The Partnership will hold a conference call at 11:00 AM (Eastern) on May 8, 2012 (see details below). Prior to this conference call, the Partnership will furnish a current report on Form 8-K, which will include material in this press release and financial and operational guidance for the second quarter and full year 2012. A copy of the Form 8-K will be available on the Partnership’s website at www.paalp.com.

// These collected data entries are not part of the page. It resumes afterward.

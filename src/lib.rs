//! BabyDuck compiler middle-end and virtual machine.
//!
//! `lexer`/`parser` turn `.baby` source into the `ast` contract; `codegen`
//! (consulting `cube`, `memory`, `symtab`) lowers that AST into a flat
//! `quad` list; `bundle` serialises the result to disk and back; `vm` runs
//! the bundle. See SPEC_FULL.md for the full component breakdown.

pub mod ast;
pub mod bundle;
pub mod codegen;
pub mod cube;
pub mod error;
pub mod lexer;
pub mod memory;
pub mod parser;
pub mod quad;
pub mod symtab;
pub mod vm;

use std::time::{SystemTime, UNIX_EPOCH};

use error::CompileError;

/// Runs the full front end + middle end over `source`, naming the resulting
/// bundle's header after `filename`. The one entry point both CLI binaries
/// and integration tests drive the pipeline through.
pub fn compile(source: &str, filename: &str) -> Result<bundle::ObjectBundle, CompileError> {
    let program = parser::parse(source)?;
    let generated = codegen::generate(&program)?;
    let timestamp = SystemTime::now()
        .duration_since(UNIX_EPOCH)
        .map(|d| d.as_secs().to_string())
        .unwrap_or_else(|_| "0".to_string());
    Ok(bundle::ObjectBundle::from_generated(filename, &timestamp, &generated))
}
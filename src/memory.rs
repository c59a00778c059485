//! Memory Manager (C2): allocates virtual directions across the seven typed
//! segments and interns constants.

use std::collections::HashMap;

use serde::{Deserialize, Serialize};

use crate::ast::VarType;
use crate::error::CompileError;

pub const SEGMENT_SIZE: i32 = 1000;

#[derive(Debug, Clone, Copy, PartialEq, Eq, PartialOrd, Ord, Hash, Serialize, Deserialize)]
pub enum Segment {
    GlobalInt,
    GlobalFloat,
    LocalInt,
    LocalFloat,
    TempInt,
    TempFloat,
    Constant,
}

impl Segment {
    #[must_use]
    pub fn base(self) -> i32 {
        match self {
            Self::GlobalInt => 1000,
            Self::GlobalFloat => 2000,
            Self::LocalInt => 3000,
            Self::LocalFloat => 4000,
            Self::TempInt => 5000,
            Self::TempFloat => 6000,
            Self::Constant => 7000,
        }
    }

    /// Which segment a vdir falls into, by range check.
    #[must_use]
    pub fn of(vdir: i32) -> Option<Self> {
        for seg in [
            Self::GlobalInt,
            Self::GlobalFloat,
            Self::LocalInt,
            Self::LocalFloat,
            Self::TempInt,
            Self::TempFloat,
            Self::Constant,
        ] {
            let base = seg.base();
            if vdir >= base && vdir < base + SEGMENT_SIZE {
                return Some(seg);
            }
        }
        None
    }

    #[must_use]
    pub fn name(self) -> &'static str {
        match self {
            Self::GlobalInt => "GLOBAL_INT",
            Self::GlobalFloat => "GLOBAL_FLOAT",
            Self::LocalInt => "LOCAL_INT",
            Self::LocalFloat => "LOCAL_FLOAT",
            Self::TempInt => "TEMP_INT",
            Self::TempFloat => "TEMP_FLOAT",
            Self::Constant => "CONSTANT",
        }
    }

    #[must_use]
    pub fn is_local_or_temp(self) -> bool {
        matches!(self, Self::LocalInt | Self::LocalFloat | Self::TempInt | Self::TempFloat)
    }
}

/// A constant value as stored in the constants table: `int`, `float`, or `str`.
#[derive(Debug, Clone, PartialEq, Serialize, Deserialize)]
pub enum ConstValue {
    Int(i32),
    Float(f64),
    Str(String),
}

/// Name-indexed interning maps plus the inverse `vdir -> value` map.
#[derive(Debug, Clone, Default, Serialize, Deserialize)]
pub struct ConstantsTable {
    ints: HashMap<i32, i32>,
    floats: HashMap<u64, i32>,
    strs: HashMap<String, i32>,
    by_vdir: HashMap<i32, ConstValue>,
}

impl ConstantsTable {
    #[must_use]
    pub fn new() -> Self {
        Self::default()
    }

    pub fn get(&self, vdir: i32) -> Option<&ConstValue> {
        self.by_vdir.get(&vdir)
    }

    pub fn iter(&self) -> impl Iterator<Item = (i32, &ConstValue)> {
        self.by_vdir.iter().map(|(&vdir, value)| (vdir, value))
    }
}

/// Allocates virtual directions. Local/temp cursors reset at the start of
/// every function compilation; global and constant cursors persist for the
/// whole compilation.
pub struct MemoryManager {
    global_int: i32,
    global_float: i32,
    local_int: i32,
    local_float: i32,
    temp_int: i32,
    temp_float: i32,
    constant: i32,
    constants: ConstantsTable,
}

impl Default for MemoryManager {
    fn default() -> Self {
        Self::new()
    }
}

impl MemoryManager {
    #[must_use]
    pub fn new() -> Self {
        Self {
            global_int: 0,
            global_float: 0,
            local_int: 0,
            local_float: 0,
            temp_int: 0,
            temp_float: 0,
            constant: 0,
            constants: ConstantsTable::new(),
        }
    }

    pub fn constants(&self) -> &ConstantsTable {
        &self.constants
    }

    /// Resets the local/temp cursors. Called at the start of every function
    /// compilation so two functions may share overlapping vdir ranges.
    pub fn reset_local_scope(&mut self) {
        self.local_int = 0;
        self.local_float = 0;
        self.temp_int = 0;
        self.temp_float = 0;
    }

    /// Current high-water marks for the four local/temp segments, in the
    /// order `(local_int, local_float, temp_int, temp_float)`.
    #[must_use]
    pub fn local_scope_sizes(&self) -> (i32, i32, i32, i32) {
        (self.local_int, self.local_float, self.temp_int, self.temp_float)
    }

    /// Current high-water marks for `GLOBAL_INT`/`GLOBAL_FLOAT`, used to size
    /// the VM's global activation record.
    #[must_use]
    pub fn global_scope_sizes(&self) -> (i32, i32) {
        (self.global_int, self.global_float)
    }

    pub fn allocate(&mut self, segment: Segment) -> Result<i32, CompileError> {
        let cursor = match segment {
            Segment::GlobalInt => &mut self.global_int,
            Segment::GlobalFloat => &mut self.global_float,
            Segment::LocalInt => &mut self.local_int,
            Segment::LocalFloat => &mut self.local_float,
            Segment::TempInt => &mut self.temp_int,
            Segment::TempFloat => &mut self.temp_float,
            Segment::Constant => {
                return Err(CompileError::Type {
                    message: "constants must be allocated via intern_*".to_string(),
                })
            }
        };
        if *cursor >= SEGMENT_SIZE {
            return Err(CompileError::MemoryOverflow { segment: segment.name() });
        }
        let vdir = segment.base() + *cursor;
        *cursor += 1;
        Ok(vdir)
    }

    pub fn allocate_for_type(&mut self, var_type: VarType, temp: bool) -> Result<i32, CompileError> {
        let segment = match (var_type, temp) {
            (VarType::Int, false) => Segment::LocalInt,
            (VarType::Float, false) => Segment::LocalFloat,
            (VarType::Int, true) => Segment::TempInt,
            (VarType::Float, true) => Segment::TempFloat,
        };
        self.allocate(segment)
    }

    pub fn intern_int(&mut self, value: i32) -> Result<i32, CompileError> {
        if let Some(&vdir) = self.constants.ints.get(&value) {
            return Ok(vdir);
        }
        let vdir = self.next_constant_vdir()?;
        self.constants.ints.insert(value, vdir);
        self.constants.by_vdir.insert(vdir, ConstValue::Int(value));
        Ok(vdir)
    }

    pub fn intern_float(&mut self, value: f64) -> Result<i32, CompileError> {
        let key = value.to_bits();
        if let Some(&vdir) = self.constants.floats.get(&key) {
            return Ok(vdir);
        }
        let vdir = self.next_constant_vdir()?;
        self.constants.floats.insert(key, vdir);
        self.constants.by_vdir.insert(vdir, ConstValue::Float(value));
        Ok(vdir)
    }

    pub fn intern_str(&mut self, value: &str) -> Result<i32, CompileError> {
        if let Some(&vdir) = self.constants.strs.get(value) {
            return Ok(vdir);
        }
        let vdir = self.next_constant_vdir()?;
        self.constants.strs.insert(value.to_string(), vdir);
        self.constants.by_vdir.insert(vdir, ConstValue::Str(value.to_string()));
        Ok(vdir)
    }

    fn next_constant_vdir(&mut self) -> Result<i32, CompileError> {
        if self.constant >= SEGMENT_SIZE {
            return Err(CompileError::MemoryOverflow { segment: Segment::Constant.name() });
        }
        let vdir = Segment::Constant.base() + self.constant;
        self.constant += 1;
        Ok(vdir)
    }
}

#[test]
fn equal_valued_constants_share_one_vdir() {
    let mut mem = MemoryManager::new();
    let a = mem.intern_int(42).unwrap();
    let b = mem.intern_int(42).unwrap();
    assert_eq!(a, b);
    let c = mem.intern_int(43).unwrap();
    assert_ne!(a, c);
}

#[test]
fn local_cursors_reset_between_functions() {
    let mut mem = MemoryManager::new();
    let first = mem.allocate(Segment::LocalInt).unwrap();
    mem.reset_local_scope();
    let second = mem.allocate(Segment::LocalInt).unwrap();
    assert_eq!(first, second);
}

#[test]
fn exhausting_a_segment_overflows() {
    let mut mem = MemoryManager::new();
    for _ in 0..SEGMENT_SIZE {
        mem.allocate(Segment::GlobalInt).unwrap();
    }
    assert!(matches!(mem.allocate(Segment::GlobalInt), Err(CompileError::MemoryOverflow { .. })));
}

#[test]
fn segment_of_recovers_from_vdir_range() {
    assert_eq!(Segment::of(1000), Some(Segment::GlobalInt));
    assert_eq!(Segment::of(1999), Some(Segment::GlobalInt));
    assert_eq!(Segment::of(7000), Some(Segment::Constant));
    assert_eq!(Segment::of(500), None);
}
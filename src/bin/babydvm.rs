//! `babydvm` — the BabyDuck virtual machine: loads a compiled `.obj`
//! bundle and runs it, printing one line per executed `PRINT`.

use std::fs;
use std::path::{Path, PathBuf};
use std::process::ExitCode;

use anyhow::Context;
use clap::Parser;

use babyduck::bundle;
use babyduck::vm::VirtualMachine;

#[derive(Parser, Debug)]
#[command(name = "babydvm", about = "Run a compiled BabyDuck object bundle")]
struct Args {
    /// Path to the `.obj` bundle (the extension may be elided).
    path: PathBuf,

    /// Increase log verbosity (repeatable: -v, -vv).
    #[arg(short, long, action = clap::ArgAction::Count)]
    verbose: u8,
}

fn main() -> ExitCode {
    let args = Args::parse();
    init_logging(args.verbose);

    match run(&args.path) {
        Ok(()) => ExitCode::SUCCESS,
        Err(err) => {
            eprintln!("runtime error: {err}");
            ExitCode::FAILURE
        }
    }
}

fn run(path: &Path) -> anyhow::Result<()> {
    let obj_path = resolve_obj_path(path);
    let mut file = fs::File::open(&obj_path)
        .with_context(|| format!("opening object file {}", obj_path.display()))?;
    let loaded = bundle::read_obj(&mut file)?;

    log::info!("running {}", loaded.header.filename);
    let vm = VirtualMachine::new(&loaded);
    let output = vm.run()?;
    for line in output {
        println!("{line}");
    }
    Ok(())
}

fn resolve_obj_path(path: &Path) -> PathBuf {
    if path.extension().is_some() || path.exists() {
        path.to_path_buf()
    } else {
        path.with_extension("obj")
    }
}

fn init_logging(verbosity: u8) {
    let level = match verbosity {
        0 => log::LevelFilter::Warn,
        1 => log::LevelFilter::Info,
        _ => log::LevelFilter::Debug,
    };
    env_logger::Builder::from_env(env_logger::Env::default().default_filter_or(level.as_str())).init();
}
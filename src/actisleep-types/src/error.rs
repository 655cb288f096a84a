use thiserror::Error;

/// Maximum number of offending indices listed in a validation message.
pub const MAX_REPORTED_INDICES: usize = 10;

pub type Result<T> = std::result::Result<T, ActisleepError>;

#[derive(Debug, Error, Clone, PartialEq)]
pub enum ActisleepError {
    // Input validation
    #[error("input is empty")]
    EmptyInput,
    #[error("length mismatch: {left_name} has {left} entries, {right_name} has {right}")]
    LengthMismatch {
        left_name: &'static str,
        left: usize,
        right_name: &'static str,
        right: usize,
    },
    #[error("{reason} activity values at indices {indices:?} ({count} total)")]
    InvalidActivityValues {
        reason: &'static str,
        indices: Vec<usize>,
        count: usize,
    },
    #[error("unsupported epoch length of {0}s, expected a divisor of 60s")]
    UnsupportedEpochLength(u32),
    #[error("irregular timestamps at index {index}: expected {expected}s spacing, got {actual}s")]
    IrregularTimestamps {
        index: usize,
        expected: i64,
        actual: i64,
    },
    #[error("input has {len} epochs, maximum is {max}")]
    TooManyEpochs { len: usize, max: usize },
    #[error("activity channel `{0}` is not present in the series")]
    MissingChannel(String),
    #[error("{name} index {index} is out of range for length {len}")]
    IndexOutOfRange {
        name: &'static str,
        index: usize,
        len: usize,
    },
    #[error("onset index {onset} must be before offset index {offset}")]
    OnsetNotBeforeOffset { onset: usize, offset: usize },

    // Configuration
    #[error("unknown {kind} `{id}`")]
    UnknownAlgorithm { kind: &'static str, id: String },
    #[error("{kind} `{id}` is already registered")]
    DuplicateRegistration { kind: &'static str, id: String },
    #[error("unknown parameter `{name}` for `{algorithm}`")]
    UnknownParameter { algorithm: String, name: String },
    #[error("invalid value for parameter `{name}` of `{algorithm}`: {reason}")]
    InvalidParameter {
        algorithm: String,
        name: String,
        reason: String,
    },
    #[error("parameter `{name}` of `{algorithm}` is fixed")]
    FixedParameter { algorithm: String, name: String },
}

impl ActisleepError {
    pub fn is_validation(&self) -> bool {
        !self.is_configuration()
    }

    pub fn is_configuration(&self) -> bool {
        matches!(
            self,
            Self::UnknownAlgorithm { .. }
                | Self::DuplicateRegistration { .. }
                | Self::UnknownParameter { .. }
                | Self::InvalidParameter { .. }
                | Self::FixedParameter { .. }
        )
    }

    pub fn invalid_parameter(
        algorithm: impl Into<String>,
        name: impl Into<String>,
        reason: impl Into<String>,
    ) -> Self {
        Self::InvalidParameter {
            algorithm: algorithm.into(),
            name: name.into(),
            reason: reason.into(),
        }
    }

    pub fn unknown_parameter(algorithm: impl Into<String>, name: impl Into<String>) -> Self {
        Self::UnknownParameter {
            algorithm: algorithm.into(),
            name: name.into(),
        }
    }
}
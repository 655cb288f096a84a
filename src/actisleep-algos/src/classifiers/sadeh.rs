use actisleep_types::{ActisleepError, Result, SleepWakeLabel};
use serde_json::json;

use super::{SleepScoringAlgorithm, zero_padded};
use crate::{
    algorithm::{Configurable, Parameters, param_f64},
    helpers::stats::sample_std_dev,
};

/// Published threshold variants of the Sadeh (1994) classifier.
#[derive(Clone, Copy, Debug, PartialEq, Eq)]
pub enum SadehPreset {
    /// Threshold of the original paper.
    Original,
    /// Threshold reproducing ActiLife's output.
    ActiLife,
}

impl SadehPreset {
    pub const fn threshold(self) -> f64 {
        match self {
            Self::Original => 0.0,
            Self::ActiLife => -4.0,
        }
    }

    pub const fn identifier(self) -> &'static str {
        match self {
            Self::Original => "sadeh_1994_original",
            Self::ActiLife => "sadeh_1994_actilife",
        }
    }

    pub const fn display_name(self) -> &'static str {
        match self {
            Self::Original => "Sadeh (1994) Original",
            Self::ActiLife => "Sadeh (1994) ActiLife",
        }
    }

    fn from_threshold(threshold: f64) -> Option<Self> {
        [Self::Original, Self::ActiLife]
            .into_iter()
            .find(|p| p.threshold() == threshold)
    }
}

/// Sadeh, Sharkey & Carskadon (1994) wrist actigraphy classifier.
///
/// `PS = 7.601 - 0.065*AVG - 1.08*NATS - 0.056*SD - 0.703*LG`, sleep when `PS > threshold`.
#[derive(Clone, Debug, PartialEq)]
pub struct Sadeh {
    threshold: f64,
}

impl Sadeh {
    const CAP: f64 = 300.0;
    /// Epochs either side of the current one in the AVG/NATS window.
    const HALF_WINDOW: isize = 5;
    const WINDOW_LEN: f64 = 11.0;
    /// Forward-only window for SD, starting at the current epoch.
    const SD_WINDOW: usize = 6;
    const NATS_MIN: f64 = 50.0;
    const NATS_MAX: f64 = 100.0;

    const INTERCEPT: f64 = 7.601;
    const AVG_COEF: f64 = 0.065;
    const NATS_COEF: f64 = 1.08;
    const SD_COEF: f64 = 0.056;
    const LG_COEF: f64 = 0.703;

    pub fn new(threshold: f64) -> Self {
        Self { threshold }
    }

    pub fn from_preset(preset: SadehPreset) -> Self {
        Self::new(preset.threshold())
    }

    pub fn threshold(&self) -> f64 {
        self.threshold
    }

    /// Raw probability-of-sleep score for every epoch.
    pub fn sleep_scores(counts: &[f64]) -> Vec<f64> {
        let capped = counts.iter().map(|c| c.min(Self::CAP)).collect::<Vec<_>>();
        let mut forward = [0_f64; Self::SD_WINDOW];

        (0..counts.len())
            .map(|i| {
                let center = i as isize;
                let window = (center - Self::HALF_WINDOW)..=(center + Self::HALF_WINDOW);

                let avg = window
                    .clone()
                    .map(|j| zero_padded(&capped, j))
                    .sum::<f64>()
                    / Self::WINDOW_LEN;

                let nats = window
                    .map(|j| zero_padded(counts, j))
                    .filter(|v| (Self::NATS_MIN..Self::NATS_MAX).contains(v))
                    .count() as f64;

                for (k, slot) in forward.iter_mut().enumerate() {
                    *slot = zero_padded(&capped, center + k as isize);
                }
                let sd = sample_std_dev(&forward);

                let lg = (capped[i] + 1.0).ln();

                Self::INTERCEPT - Self::AVG_COEF * avg - Self::NATS_COEF * nats
                    - Self::SD_COEF * sd
                    - Self::LG_COEF * lg
            })
            .collect()
    }
}

impl Default for Sadeh {
    fn default() -> Self {
        Self::from_preset(SadehPreset::ActiLife)
    }
}

impl Configurable for Sadeh {
    fn name(&self) -> &'static str {
        SadehPreset::from_threshold(self.threshold)
            .map(SadehPreset::display_name)
            .unwrap_or("Sadeh (1994) Custom")
    }

    fn identifier(&self) -> &'static str {
        SadehPreset::from_threshold(self.threshold)
            .map(SadehPreset::identifier)
            .unwrap_or("sadeh_1994_custom")
    }

    fn get_parameters(&self) -> Parameters {
        let mut params = Parameters::new();
        params.insert("threshold".into(), json!(self.threshold));
        params
    }

    fn set_parameters(&mut self, params: &Parameters) -> Result<()> {
        let mut next = self.clone();
        for (name, value) in params {
            match name.as_str() {
                "threshold" => next.threshold = param_f64(self.identifier(), name, value)?,
                _ => return Err(ActisleepError::unknown_parameter(self.identifier(), name)),
            }
        }
        *self = next;
        Ok(())
    }
}

impl SleepScoringAlgorithm for Sadeh {
    fn score_minutes(&self, counts: &[f64]) -> Vec<SleepWakeLabel> {
        Self::sleep_scores(counts)
            .into_iter()
            .map(|ps| SleepWakeLabel::from_sleep(ps > self.threshold))
            .collect()
    }
}
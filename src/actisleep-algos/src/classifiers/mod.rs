use actisleep_types::{
    ActisleepError, ActivityChannel, ActivitySeries, Result, SleepWakeLabel,
    validation::validate_counts,
};
use chrono::Timelike as _;

use crate::algorithm::Configurable;

mod cole_kripke;
pub use cole_kripke::ColeKripke;

mod sadeh;
pub use sadeh::{Sadeh, SadehPreset};

/// Epoch length the published classifiers were validated on.
pub const SCORING_EPOCH_SECONDS: u32 = 60;

/// Epoch-by-epoch sleep/wake classifier over a complete recording.
pub trait SleepScoringAlgorithm: Configurable {
    /// Scores already validated 60 second counts.
    fn score_minutes(&self, counts: &[f64]) -> Vec<SleepWakeLabel>;

    /// Validates a count column, brings it to 60 second epochs, scores it, and maps the labels
    /// back onto the input epochs. Sub-minute epochs are grouped from the first one.
    fn score_counts(&self, counts: &[f64], epoch_seconds: u32) -> Result<Vec<SleepWakeLabel>> {
        score_in_minutes(self, counts, epoch_seconds, 0)
    }

    /// Scores `channel` of `series`, grouping sub-minute epochs by clock minute.
    fn score_channel(
        &self,
        series: &ActivitySeries,
        channel: ActivityChannel,
    ) -> Result<Vec<SleepWakeLabel>> {
        let counts = series.channel(channel)?;
        score_in_minutes(
            self,
            &counts,
            series.epoch_seconds(),
            series.start().second(),
        )
    }

    /// Scores the vertical axis.
    fn score(&self, series: &ActivitySeries) -> Result<Vec<SleepWakeLabel>> {
        self.score_channel(series, ActivityChannel::AxisY)
    }
}

/// `first_second` is the second-of-minute of the first epoch.
fn score_in_minutes<S: SleepScoringAlgorithm + ?Sized>(
    scorer: &S,
    counts: &[f64],
    epoch_seconds: u32,
    first_second: u32,
) -> Result<Vec<SleepWakeLabel>> {
    validate_counts(counts)?;
    let factor = collapse_factor(epoch_seconds)?;

    let labels = if factor == 1 {
        scorer.score_minutes(counts)
    } else {
        let lead = leading_epochs(first_second, epoch_seconds, factor);
        let minutes = collapse(counts, factor, lead);
        expand(&scorer.score_minutes(&minutes), factor, lead, counts.len())
    };

    debug!(
        "{}: scored {} epochs, {} sleep",
        scorer.identifier(),
        labels.len(),
        labels.iter().filter(|l| l.is_sleep()).count()
    );
    Ok(labels)
}

/// Number of input epochs per scoring minute.
fn collapse_factor(epoch_seconds: u32) -> Result<usize> {
    if epoch_seconds == 0
        || epoch_seconds > SCORING_EPOCH_SECONDS
        || SCORING_EPOCH_SECONDS % epoch_seconds != 0
    {
        return Err(ActisleepError::UnsupportedEpochLength(epoch_seconds));
    }
    Ok((SCORING_EPOCH_SECONDS / epoch_seconds) as usize)
}

/// Epochs before the first whole minute, 0 when the series starts on one.
fn leading_epochs(first_second: u32, epoch_seconds: u32, factor: usize) -> usize {
    let to_minute = SCORING_EPOCH_SECONDS.saturating_sub(first_second % SCORING_EPOCH_SECONDS);
    to_minute.div_ceil(epoch_seconds) as usize % factor
}

/// Sums `lead` epochs into a partial first minute, then every `factor` epochs.
fn collapse(counts: &[f64], factor: usize, lead: usize) -> Vec<f64> {
    let (head, rest) = counts.split_at(lead.min(counts.len()));
    let partial = (!head.is_empty()).then(|| head.iter().sum());
    partial
        .into_iter()
        .chain(rest.chunks(factor).map(|chunk| chunk.iter().sum()))
        .collect()
}

fn expand(
    labels: &[SleepWakeLabel],
    factor: usize,
    lead: usize,
    len: usize,
) -> Vec<SleepWakeLabel> {
    labels
        .iter()
        .enumerate()
        .flat_map(|(i, &label)| {
            let n = if i == 0 && lead > 0 { lead } else { factor };
            std::iter::repeat_n(label, n)
        })
        .take(len)
        .collect()
}

/// Value at `index` with zeros outside the series.
pub(crate) fn zero_padded(values: &[f64], index: isize) -> f64 {
    usize::try_from(index)
        .ok()
        .and_then(|i| values.get(i))
        .copied()
        .unwrap_or_default()
}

Non-GAAP Financial Measures
To supplement our financial information presented in accordance with GAAP, management uses additional measures that are known as “non-GAAP financial measures” in its evaluation of past performance and prospects for the future. These measures include adjusted EBITDA and implied distributable cash flow (“DCF”). Management believes that the presentation of such additional financial measures provides useful information to investors regarding our performance and results of operations because these measures, when used in conjunction with related GAAP financial measures, (i) provide additional information about our core operating performance and ability to generate and distribute cash flow, (ii) provide investors with the financial analytical framework upon which management bases financial, operational, compensation and planning decisions and (iii) present measurements that investors, rating agencies and debt holders have indicated are useful in assessing us and our results of operations. These measures may exclude, for example, (i) charges for obligations that are expected to be settled with the issuance of equity instruments, (ii) the mark-to-market of derivative instruments that are related to underlying activities in another period (or the reversal of such adjustments from a prior period), (iii) items that are not indicative of our core operating results and business outlook and/or (iv) other items that we believe should be excluded in understanding our core operating performance. We have defined all such items as “Selected Items Impacting Comparability.” These additional financial measures are reconciled from the most directly comparable measures as reported in accordance with GAAP, and should be viewed in addition to, and not in lieu of, our consolidated financial statements and footnotes.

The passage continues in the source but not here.